Work to be completed
In the entries below, identify every line with the string "memo" and copy it.

Data
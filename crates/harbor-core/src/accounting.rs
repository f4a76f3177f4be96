//! # Accounting Module
//!
//! Account roles, the configurable account map, journal drafts for sale
//! returns, and the settlement policy.
//!
//! ## Sale Return Posting
//! ```text
//! ┌─────────────────────────────────────────────────────────────────────────┐
//! │  Return of $108.25 (of which $8.25 tax)                                 │
//! │                                                                         │
//! │  account role         code (from map)      debit       credit          │
//! │  ──────────────────   ───────────────   ─────────   ──────────         │
//! │  sales_returns            4100            100.00                        │
//! │  sales_tax_payable        2200              8.25                        │
//! │  refunds_payable          2050                          108.25          │
//! │                                         ─────────   ──────────         │
//! │                                           108.25        108.25  ✓      │
//! │                                                                         │
//! │  Zero-amount lines are dropped, so a tax-free return has two lines.    │
//! └─────────────────────────────────────────────────────────────────────────┘
//! ```
//!
//! The draft is only a value. Persisting it (and deduplicating by source)
//! is the journal repository's job.

use serde::{Deserialize, Serialize};
use std::collections::BTreeMap;
use std::fmt;
use ts_rs::TS;

use crate::error::{CoreError, CoreResult};
use crate::money::Money;
use crate::types::SaleReturn;
use crate::validation::validate_refund;
use crate::SALE_RETURN_SOURCE;

// =============================================================================
// Account Roles
// =============================================================================

/// Ledger roles a sale-return posting touches.
#[derive(Debug, Clone, Copy, PartialEq, Eq, Hash)]
pub enum AccountRole {
    /// Contra-revenue account for returned merchandise.
    SalesReturns,
    /// Output tax that no longer has to be remitted.
    SalesTaxPayable,
    /// Liability owed to the customer until paid out or converted to credit.
    RefundsPayable,
}

impl AccountRole {
    /// Roles every account map must define.
    pub const REQUIRED: [AccountRole; 3] = [
        AccountRole::SalesReturns,
        AccountRole::SalesTaxPayable,
        AccountRole::RefundsPayable,
    ];

    /// Key used for this role in `[accounting.map]`.
    pub const fn key(&self) -> &'static str {
        match self {
            AccountRole::SalesReturns => "sales_returns",
            AccountRole::SalesTaxPayable => "sales_tax_payable",
            AccountRole::RefundsPayable => "refunds_payable",
        }
    }
}

impl fmt::Display for AccountRole {
    fn fmt(&self, f: &mut fmt::Formatter<'_>) -> fmt::Result {
        f.write_str(self.key())
    }
}

// =============================================================================
// Account Map
// =============================================================================

/// Role → ledger account code, as configured under `accounting.map`.
///
/// Roles the return posting does not use are kept untouched.
#[derive(Debug, Clone, Default, PartialEq, Eq, Serialize, Deserialize)]
#[serde(transparent)]
pub struct AccountMap(BTreeMap<String, String>);

impl AccountMap {
    pub fn new() -> Self {
        Self::default()
    }

    /// Builder-style insert, mostly for tests and defaults.
    pub fn with(mut self, role: impl Into<String>, code: impl Into<String>) -> Self {
        self.0.insert(role.into(), code.into());
        self
    }

    pub fn get(&self, role: &str) -> Option<&str> {
        self.0.get(role).map(String::as_str)
    }

    /// Looks up a role, failing with [`CoreError::MissingAccountRole`].
    ///
    /// A blank code counts as missing.
    pub fn require(&self, role: AccountRole) -> CoreResult<&str> {
        match self.get(role.key()) {
            Some(code) if !code.trim().is_empty() => Ok(code),
            _ => Err(CoreError::MissingAccountRole(role.key().to_string())),
        }
    }

    /// First required role that is absent, if any.
    pub fn missing_required(&self) -> Option<AccountRole> {
        AccountRole::REQUIRED
            .into_iter()
            .find(|role| self.require(*role).is_err())
    }

    pub fn len(&self) -> usize {
        self.0.len()
    }

    pub fn is_empty(&self) -> bool {
        self.0.is_empty()
    }
}

// =============================================================================
// Journal Draft
// =============================================================================

/// One line of a journal entry. Exactly one of debit/credit is non-zero.
#[derive(Debug, Clone, PartialEq, Eq, Serialize, Deserialize, TS)]
#[cfg_attr(feature = "sqlx", derive(sqlx::FromRow))]
#[ts(export)]
pub struct JournalLine {
    pub account_code: String,
    pub debit_cents: i64,
    pub credit_cents: i64,
}

impl JournalLine {
    pub fn debit(account_code: &str, amount: Money) -> Self {
        Self {
            account_code: account_code.to_string(),
            debit_cents: amount.cents(),
            credit_cents: 0,
        }
    }

    pub fn credit(account_code: &str, amount: Money) -> Self {
        Self {
            account_code: account_code.to_string(),
            debit_cents: 0,
            credit_cents: amount.cents(),
        }
    }
}

/// An unposted journal entry.
#[derive(Debug, Clone, PartialEq, Eq, Serialize, Deserialize, TS)]
#[ts(export)]
pub struct JournalDraft {
    pub source_type: String,
    pub source_id: String,
    pub memo: String,
    pub lines: Vec<JournalLine>,
}

impl JournalDraft {
    pub fn total_debits(&self) -> Money {
        self.lines.iter().map(|l| Money::from_cents(l.debit_cents)).sum()
    }

    pub fn total_credits(&self) -> Money {
        self.lines.iter().map(|l| Money::from_cents(l.credit_cents)).sum()
    }

    /// Fails with [`CoreError::UnbalancedEntry`] when debits != credits.
    pub fn ensure_balanced(&self) -> CoreResult<()> {
        let debits = self.total_debits();
        let credits = self.total_credits();
        if debits != credits {
            return Err(CoreError::UnbalancedEntry {
                debits: debits.cents(),
                credits: credits.cents(),
            });
        }
        Ok(())
    }
}

/// Builds the balanced posting for a sale return.
///
/// ## Errors
/// - [`CoreError::InvalidRefund`] if the amounts break `0 <= tax <= total`
/// - [`CoreError::MissingAccountRole`] if the map lacks a role that a
///   non-zero line needs
///
/// ```rust
/// use harbor_core::accounting::{build_sale_return_entry, AccountMap};
/// use harbor_core::SaleReturn;
///
/// let map = AccountMap::new()
///     .with("sales_returns", "4100")
///     .with("sales_tax_payable", "2200")
///     .with("refunds_payable", "2050");
/// let sale_return = SaleReturn {
///     id: "ret-1".into(),
///     sale_id: Some("sale-1".into()),
///     store_id: "store-1".into(),
///     total_refund_cents: 10825,
///     tax_refund_cents: 825,
///     reason: None,
///     created_at: chrono::Utc::now(),
/// };
///
/// let draft = build_sale_return_entry(&sale_return, &map).unwrap();
/// assert_eq!(draft.lines.len(), 3);
/// assert!(draft.ensure_balanced().is_ok());
/// ```
pub fn build_sale_return_entry(
    sale_return: &SaleReturn,
    map: &AccountMap,
) -> CoreResult<JournalDraft> {
    validate_refund(sale_return.total_refund_cents, sale_return.tax_refund_cents)?;

    let net = sale_return.net_refund();
    let tax = sale_return.tax_refund();
    let total = sale_return.total_refund();

    let mut lines = Vec::with_capacity(3);
    if !net.is_zero() {
        lines.push(JournalLine::debit(map.require(AccountRole::SalesReturns)?, net));
    }
    if !tax.is_zero() {
        lines.push(JournalLine::debit(map.require(AccountRole::SalesTaxPayable)?, tax));
    }
    if !total.is_zero() {
        lines.push(JournalLine::credit(map.require(AccountRole::RefundsPayable)?, total));
    }

    let memo = match sale_return.reason.as_deref() {
        Some(reason) if !reason.trim().is_empty() => {
            format!("Sale return {} ({})", sale_return.id, reason.trim())
        }
        _ => format!("Sale return {}", sale_return.id),
    };

    let draft = JournalDraft {
        source_type: SALE_RETURN_SOURCE.to_string(),
        source_id: sale_return.id.clone(),
        memo,
        lines,
    };
    draft.ensure_balanced()?;
    Ok(draft)
}

// =============================================================================
// Settlement Policy
// =============================================================================

/// How a return's value is settled, from `accounting.returns.default_settlement`.
///
/// Only [`SettlementPolicy::CustomerCredit`] triggers automatic credit.
#[derive(Debug, Clone, PartialEq, Eq, Default, Serialize, Deserialize)]
#[serde(from = "String", into = "String")]
pub enum SettlementPolicy {
    /// Refund is paid out at the till; nothing is credited.
    #[default]
    Cash,
    /// Refund becomes store credit on the customer's balance.
    CustomerCredit,
    /// A configured value this build does not know. Treated like cash.
    Unrecognized(String),
}

impl SettlementPolicy {
    pub const CUSTOMER_CREDIT: &'static str = "customer_credit";

    pub fn issues_customer_credit(&self) -> bool {
        matches!(self, SettlementPolicy::CustomerCredit)
    }

    pub fn as_str(&self) -> &str {
        match self {
            SettlementPolicy::Cash => "cash",
            SettlementPolicy::CustomerCredit => Self::CUSTOMER_CREDIT,
            SettlementPolicy::Unrecognized(raw) => raw,
        }
    }
}

impl From<&str> for SettlementPolicy {
    fn from(raw: &str) -> Self {
        match raw.trim() {
            Self::CUSTOMER_CREDIT => SettlementPolicy::CustomerCredit,
            "cash" | "refund" => SettlementPolicy::Cash,
            other => SettlementPolicy::Unrecognized(other.to_string()),
        }
    }
}

impl From<String> for SettlementPolicy {
    fn from(raw: String) -> Self {
        SettlementPolicy::from(raw.as_str())
    }
}

impl From<SettlementPolicy> for String {
    fn from(policy: SettlementPolicy) -> Self {
        policy.as_str().to_string()
    }
}

impl fmt::Display for SettlementPolicy {
    fn fmt(&self, f: &mut fmt::Formatter<'_>) -> fmt::Result {
        f.write_str(self.as_str())
    }
}

// =============================================================================
// Unit Tests
// =============================================================================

Task response
    pub memo: String,
    let memo = match sale_return.reason.as_deref() {
        memo,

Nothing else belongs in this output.